Entre uma cirurgia e outra, fico eu a pensar como viverei sem óculos doravante. Com sinceridade, não gostei dessa ideia. Os óculos compõem a personagem e, com ela, a personalidade. Me sinto seguro com eles, parecendo até quem não sou, em alguns momentos.

Uma fantasia que me faz feliz, sem o dom de iludir, porém desafiando o espelho a me dizer que fico mais charmoso com aquelas lentes de vidro, apoiadas no nariz.

Amo meus óculos e, invariavelmente, durmo com eles, ora no meu rosto, ora debaixo do travesseiro. Sou carente e oticodependente.

Tenho agora que conviver com esse dilema e tratar de achar uma solução. Me lembrei do cantor Elton John, outro apaixonado por óculos, possuindo milhares deles. Não preciso de tantos, um só me basta! É incrível como a inovação passa como um rolo compressor sobre nossas convicções. O que achamos indispensável é triturado em razão de minutos. Esse progresso é bom, mas traz em seu bolso, situações que acabam por desagradar.

Fui a uma ótica e comprei óculos novos. A vendedora me pediu a receita, a medição feita pelo oftalmologista, para providenciar as lentes específicas. Explico a ela que quero os óculos sem lentes específicas. Atônita, ela me perguntou: – como assim?
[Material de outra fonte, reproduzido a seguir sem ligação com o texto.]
use jobguard_core::limits::{MAX_ANALYSIS_CHARS, MIN_PAGE_TEXT};
use jobguard_engine::{Extractor, Html, SiteAwareExtractor};
use pretty_assertions::assert_eq;

const INDEED_URL: &str = "https://www.indeed.com/viewjob?jk=5a1b";

fn long_description() -> String {
    "You will design, build and operate payment services used by small businesses. "
        .repeat(4)
        .trim_end()
        .to_string()
}

#[test]
fn known_selectors_round_trip() {
    let description = long_description();
    let html = format!(
        r#"<html><head><title>Ignored page title</title></head><body>
        <h1 class="jobsearch-JobInfoHeader-title">Backend Engineer</h1>
        <div data-testid="inlineHeader-companyName"><a>Acme Payments</a></div>
        <div data-testid="inlineHeader-companyLocation">Austin, TX</div>
        <div id="jobDescriptionText"><p>{description}</p></div>
        </body></html>"#
    );
    let document = Html::parse_document(&html);

    let record = SiteAwareExtractor::default().extract(&document, INDEED_URL);

    assert_eq!(record.title(), "Backend Engineer");
    assert_eq!(record.company(), "Acme Payments");
    assert_eq!(record.location(), Some("Austin, TX"));
    assert_eq!(record.salary(), None);
    assert_eq!(record.description(), description);
    assert_eq!(record.url(), INDEED_URL);
    assert_eq!(
        record.text(),
        format!(
            "JOB TITLE: Backend Engineer\nCOMPANY: Acme Payments\nLOCATION: Austin, TX\nDESCRIPTION: {description}"
        )
    );
    assert!(record.is_sufficient(MIN_PAGE_TEXT));
}

#[test]
fn short_site_description_falls_back_to_main_container() {
    let short = "x".repeat(199);
    let benefits = "Benefits include remote work, a learning budget and paid parental leave.";
    let html = format!(
        r#"<html><body>
        <h1 class="jobsearch-JobInfoHeader-title">Data Analyst</h1>
        <main>
            <div id="jobDescriptionText">{short}</div>
            <p>{benefits}</p>
        </main>
        </body></html>"#
    );
    let document = Html::parse_document(&html);

    let record = SiteAwareExtractor::default().extract(&document, INDEED_URL);

    assert_eq!(record.description(), format!("{short}\n{benefits}"));
    assert_eq!(record.title(), "Data Analyst");
}

#[test]
fn missing_description_uses_main_text() {
    let body = long_description();
    let html = format!(
        r#"<html><body><header>Site nav</header><main><p>{body}</p></main></body></html>"#
    );
    let document = Html::parse_document(&html);

    let record = SiteAwareExtractor::default().extract(&document, INDEED_URL);

    assert_eq!(record.description(), body);
    assert_eq!(record.title(), "");
}

#[test]
fn fallback_text_is_capped() {
    let body = "Lots of unrelated page text here. ".repeat(200);
    let html = format!("<html><body><p>{body}</p></body></html>");
    let document = Html::parse_document(&html);

    let record =
        SiteAwareExtractor::default().extract(&document, "https://careers.example.org/about");

    assert!(record.description().chars().count() <= 2500);
    assert!(record.description().starts_with("Lots of unrelated page text here."));
}

#[test]
fn text_never_exceeds_the_limit() {
    let huge = "word ".repeat(5000);
    let html = format!(
        r#"<html><body><h1>{}</h1><div id="job-description">{huge}</div></body></html>"#,
        "T".repeat(500)
    );
    let document = Html::parse_document(&html);

    let record = SiteAwareExtractor::default().extract(&document, "https://jobs.example.org/job/1");
    assert!(record.text_len() <= MAX_ANALYSIS_CHARS);

    let record = SiteAwareExtractor::new(300).extract(&document, "https://jobs.example.org/job/1");
    assert_eq!(record.text_len(), 300);
    assert!(record.text().starts_with(&format!("JOB TITLE: {}", "T".repeat(200))));
}

#[test]
fn empty_document_still_has_labels() {
    let document = Html::parse_document("");

    let record = SiteAwareExtractor::default().extract(&document, "https://example.org/");

    assert!(record.text().contains("JOB TITLE:"));
    assert!(record.text().contains("COMPANY:"));
    assert!(record.text().contains("DESCRIPTION:"));
    assert!(!record.is_sufficient(MIN_PAGE_TEXT));
}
O senhor precisa me apresentar a recomendação médica para que eu possa mandar fazer as lentes dentro de suas necessidades!

Esperei alguns minutos e apenas respondi que não preciso usar óculos, pois fiz a cirurgia de implante das lentes.

– Ah, entendi. O senhor pretende dar um presente! Ela concluiu.

Tive desânimo em justificar e apenas disse que era isso mesmo.

– Um presente, vou dar os óculos de presente a um amigo.

Paguei e saí da ótica pensando se a vendedora não teria extrapolado em suas atenções.

– Ora, por que devo dizer qual a finalidade dos óculos que comprei? Será que ela precisa mesmo saber da minha oticodependência?

Caminhei pelo shopping. Abri a sacola que ela me entregou e coloquei os óculos. São modernos, contemporâneos. Me senti um homem renovado e feliz.

O médico fez e certamente continuará fazendo um ótimo trabalho, mas peço desculpas sem querer, de maneira nenhuma, menosprezar sua ação e competência, mas sigo convicto de que sem óculos, não sou ninguém.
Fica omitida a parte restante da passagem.